> **WORK TO BE COMPLETED**
Please print only the top portion of the entries below, ending with the line that contains "const GOOGLE_TRANSLATE_URL: &str", exactly as written.

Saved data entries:
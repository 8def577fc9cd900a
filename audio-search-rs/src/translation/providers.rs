//! Translation / language-detection backends.
//!
//! Each provider speaks its own wire format; callers only see
//! [`TranslationProvider`]. Provider selection and key validation happen once,
//! in [`build_provider`], so misconfiguration fails at startup.

use crate::config::TranslationSettings;
use crate::error::{AudioSearchError, Result};
use async_trait::async_trait;
use reqwest::{Client, RequestBuilder};
use serde::de::DeserializeOwned;
use serde::{Deserialize, Serialize};
use std::sync::Arc;
use std::time::Duration;
use thiserror::Error;
use tracing::{debug, info};

const GOOGLE_TRANSLATE_URL: &str = "https://translation.googleapis.com/language/translate/v2";
const GOOGLE_WEB_URL: &str = "https://translate.googleapis.com/translate_a/single";
const DEEPL_TRANSLATE_URL: &str = "https://api-free.deepl.com/v2/translate";

#[derive(Debug, Error)]
pub enum ProviderError {
    #[error("Rate limit exceeded")]
    RateLimited,
    #[error("Request timeout")]
    Timeout,
    #[error("HTTP error {status}: {message}")]
    Http { status: u16, message: String },
    #[error("Translation API request failed: {0}")]
    Network(String),
    #[error("Invalid response: {0}")]
    InvalidResponse(String),
}

#[derive(Debug, Clone, PartialEq)]
pub struct Detection {
    pub lang_code: Option<String>,
    pub confidence: f32,
}

#[async_trait]
pub trait TranslationProvider: Send + Sync {
    fn name(&self) -> &str;

    async fn detect(&self, text: &str) -> std::result::Result<Detection, ProviderError>;

    /// `source` is a language code or `"auto"`.
    async fn translate(
        &self,
        text: &str,
        source: &str,
        target: &str,
    ) -> std::result::Result<String, ProviderError>;
}

#[derive(Debug, Clone, Copy, PartialEq, Eq)]
pub enum ProviderKind {
    /// Google Cloud Translation v2 (API key required).
    Google,
    /// Keyless Google web endpoint.
    GoogleWeb,
    /// DeepL (auth key required).
    DeepL,
}

impl ProviderKind {
    pub fn parse(name: &str) -> Result<Self> {
        match name.trim().to_lowercase().as_str() {
            "google" => Ok(ProviderKind::Google),
            "googletrans" => Ok(ProviderKind::GoogleWeb),
            "deepl" => Ok(ProviderKind::DeepL),
            "" => Err(AudioSearchError::Config(
                "Translation provider is required.".into(),
            )),
            other => Err(AudioSearchError::Config(format!(
                "Unsupported translation provider: {other}. Supported: [\"deepl\", \"google\", \"googletrans\"]"
            ))),
        }
    }
}

pub fn build_provider(settings: &TranslationSettings) -> Result<Arc<dyn TranslationProvider>> {
    let kind = ProviderKind::parse(&settings.provider)?;
    let api_key = settings
        .api_key
        .as_deref()
        .map(str::trim)
        .filter(|k| !k.is_empty())
        .map(str::to_string);
    if api_key.is_none() && matches!(kind, ProviderKind::Google | ProviderKind::DeepL) {
        return Err(AudioSearchError::Config(format!(
            "API key is required for provider: {}",
            settings.provider.trim().to_lowercase()
        )));
    }

    let client = Client::builder()
        .timeout(Duration::from_millis(settings.timeout_ms))
        .build()
        .map_err(|e| AudioSearchError::Config(format!("HTTP client: {e}")))?;
    let base_url = settings
        .api_url
        .as_deref()
        .map(|u| u.trim_end_matches('/').to_string());

    let provider: Arc<dyn TranslationProvider> = match kind {
        ProviderKind::Google => {
            let translate_url = base_url.unwrap_or_else(|| GOOGLE_TRANSLATE_URL.to_string());
            Arc::new(GoogleCloudProvider {
                client,
                detect_url: format!("{translate_url}/detect"),
                translate_url,
                api_key: api_key.unwrap_or_default(),
            })
        }
        ProviderKind::GoogleWeb => Arc::new(GoogleWebProvider {
            client,
            url: base_url.unwrap_or_else(|| GOOGLE_WEB_URL.to_string()),
        }),
        ProviderKind::DeepL => Arc::new(DeepLProvider {
            client,
            translate_url: base_url.unwrap_or_else(|| DEEPL_TRANSLATE_URL.to_string()),
            auth_key: api_key.unwrap_or_default(),
        }),
    };
    info!(provider = provider.name(), "Translation provider configured");
    Ok(provider)
}

async fn send_json<T: DeserializeOwned>(request: RequestBuilder) -> std::result::Result<T, ProviderError> {
    let response = request.send().await.map_err(|e| {
        if e.is_timeout() {
            ProviderError::Timeout
        } else {
            ProviderError::Network(e.to_string())
        }
    })?;

    let status = response.status();
    if status.as_u16() == 429 {
        return Err(ProviderError::RateLimited);
    }
    if !status.is_success() {
        let message = response.text().await.unwrap_or_default();
        return Err(ProviderError::Http {
            status: status.as_u16(),
            message,
        });
    }
    response
        .json::<T>()
        .await
        .map_err(|e| ProviderError::InvalidResponse(e.to_string()))
}

// ---------------- Google Cloud Translation v2 ----------------

pub struct GoogleCloudProvider {
    client: Client,
    translate_url: String,
    detect_url: String,
    api_key: String,
}

#[derive(Serialize)]
struct GoogleTranslateRequest<'a> {
    q: &'a str,
    target: &'a str,
    #[serde(skip_serializing_if = "Option::is_none")]
    source: Option<&'a str>,
}

#[derive(Deserialize)]
struct GoogleEnvelope<T> {
    data: T,
}

#[derive(Deserialize)]
struct GoogleTranslations {
    #[serde(default)]
    translations: Vec<GoogleTranslation>,
}

#[derive(Deserialize)]
#[serde(rename_all = "camelCase")]
struct GoogleTranslation {
    #[serde(default)]
    translated_text: String,
}

#[derive(Deserialize)]
struct GoogleDetections {
    #[serde(default)]
    detections: Vec<Vec<GoogleDetection>>,
}

#[derive(Deserialize)]
struct GoogleDetection {
    language: Option<String>,
    confidence: Option<f32>,
}

#[async_trait]
impl TranslationProvider for GoogleCloudProvider {
    fn name(&self) -> &str {
        "google"
    }

    async fn detect(&self, text: &str) -> std::result::Result<Detection, ProviderError> {
        let request = self
            .client
            .post(&self.detect_url)
            .query(&[("key", self.api_key.as_str())])
            .json(&serde_json::json!({ "q": text }));
        let envelope: GoogleEnvelope<GoogleDetections> = send_json(request).await?;
        let detection = envelope
            .data
            .detections
            .into_iter()
            .next()
            .and_then(|d| d.into_iter().next())
            .ok_or_else(|| {
                ProviderError::InvalidResponse("No detections returned from Google API.".into())
            })?;
        Ok(Detection {
            lang_code: detection.language,
            confidence: detection.confidence.unwrap_or(0.0),
        })
    }

    async fn translate(
        &self,
        text: &str,
        source: &str,
        target: &str,
    ) -> std::result::Result<String, ProviderError> {
        let body = GoogleTranslateRequest {
            q: text,
            target,
            source: (source != "auto").then_some(source),
        };
        let request = self
            .client
            .post(&self.translate_url)
            .query(&[("key", self.api_key.as_str())])
            .json(&body);
        let envelope: GoogleEnvelope<GoogleTranslations> = send_json(request).await?;
        envelope
            .data
            .translations
            .into_iter()
            .next()
            .map(|t| t.translated_text.trim().to_string())
            .ok_or_else(|| {
                ProviderError::InvalidResponse("No translations returned from Google API.".into())
            })
    }
}

// ---------------- Keyless Google web endpoint ----------------

pub struct GoogleWebProvider {
    client: Client,
    url: String,
}

impl GoogleWebProvider {
    /// Response is a positional array: `[[[translated, original, ..], ..], null, "<src>", .., .., .., <confidence>]`.
    async fn call(
        &self,
        text: &str,
        source: &str,
        target: &str,
    ) -> std::result::Result<(String, Detection), ProviderError> {
        let request = self.client.get(&self.url).query(&[
            ("client", "gtx"),
            ("sl", source),
            ("tl", target),
            ("dt", "t"),
            ("q", text),
        ]);
        let value: serde_json::Value = send_json(request).await?;

        let segments = value
            .get(0)
            .and_then(|v| v.as_array())
            .ok_or_else(|| ProviderError::InvalidResponse("missing translation segments".into()))?;
        let translated: String = segments
            .iter()
            .filter_map(|seg| seg.get(0).and_then(|s| s.as_str()))
            .collect();
        let detection = Detection {
            lang_code: value.get(2).and_then(|v| v.as_str()).map(str::to_string),
            confidence: value.get(6).and_then(|v| v.as_f64()).unwrap_or(0.0) as f32,
        };
        Ok((translated.trim().to_string(), detection))
    }
}

#[async_trait]
impl TranslationProvider for GoogleWebProvider {
    fn name(&self) -> &str {
        "googletrans"
    }

    async fn detect(&self, text: &str) -> std::result::Result<Detection, ProviderError> {
        let (_, detection) = self.call(text, "auto", "en").await?;
        Ok(detection)
    }

    async fn translate(
        &self,
        text: &str,
        source: &str,
        target: &str,
    ) -> std::result::Result<String, ProviderError> {
        let (translated, _) = self.call(text, source, target).await?;
        Ok(translated)
    }
}

// ---------------- DeepL ----------------

pub struct DeepLProvider {
    client: Client,
    translate_url: String,
    auth_key: String,
}

#[derive(Serialize)]
struct DeepLRequest<'a> {
    text: [&'a str; 1],
    target_lang: String,
    #[serde(skip_serializing_if = "Option::is_none")]
    source_lang: Option<String>,
    auth_key: &'a str,
}

#[derive(Deserialize)]
struct DeepLResponse {
    #[serde(default)]
    translations: Vec<DeepLTranslation>,
}

#[derive(Deserialize)]
struct DeepLTranslation {
    detected_source_language: Option<String>,
    #[serde(default)]
    text: String,
}

impl DeepLProvider {
    async fn call(
        &self,
        text: &str,
        source: Option<&str>,
        target: &str,
    ) -> std::result::Result<DeepLTranslation, ProviderError> {
        let body = DeepLRequest {
            text: [text],
            target_lang: target.to_uppercase(),
            source_lang: source.map(str::to_uppercase),
            auth_key: &self.auth_key,
        };
        debug!(url = %self.translate_url, "DeepL request");
        let response: DeepLResponse =
            send_json(self.client.post(&self.translate_url).json(&body)).await?;
        response.translations.into_iter().next().ok_or_else(|| {
            ProviderError::InvalidResponse("No translations returned from DeepL API.".into())
        })
    }
}

#[async_trait]
impl TranslationProvider for DeepLProvider {
    fn name(&self) -> &str {
        "deepl"
    }

    /// DeepL has no detect endpoint; translating to English reports the source.
    async fn detect(&self, text: &str) -> std::result::Result<Detection, ProviderError> {
        let translation = self.call(text, None, "en").await?;
        Ok(Detection {
            lang_code: translation.detected_source_language,
            confidence: 0.0,
        })
    }

    async fn translate(
        &self,
        text: &str,
        source: &str,
        target: &str,
    ) -> std::result::Result<String, ProviderError> {
        let source = (source != "auto").then_some(source);
        let translation = self.call(text, source, target).await?;
        Ok(translation.text.trim().to_string())
    }
}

> **PROBLEM SOLUTION**
repository 8def577fc9cd900a
filename audio-search-rs/src/translation/providers.rs
//! Translation / language-detection backends.
//!
//! Each provider speaks its own wire format; callers only see
//! [`TranslationProvider`]. Provider selection and key validation happen once,
//! in [`build_provider`], so misconfiguration fails at startup.

use crate::config::TranslationSettings;
use crate::error::{AudioSearchError, Result};
use async_trait::async_trait;
use reqwest::{Client, RequestBuilder};
use serde::de::DeserializeOwned;
use serde::{Deserialize, Serialize};
use std::sync::Arc;
use std::time::Duration;
use thiserror::Error;
use tracing::{debug, info};

const GOOGLE_TRANSLATE_URL: &str = "https://translation.googleapis.com/language/translate/v2";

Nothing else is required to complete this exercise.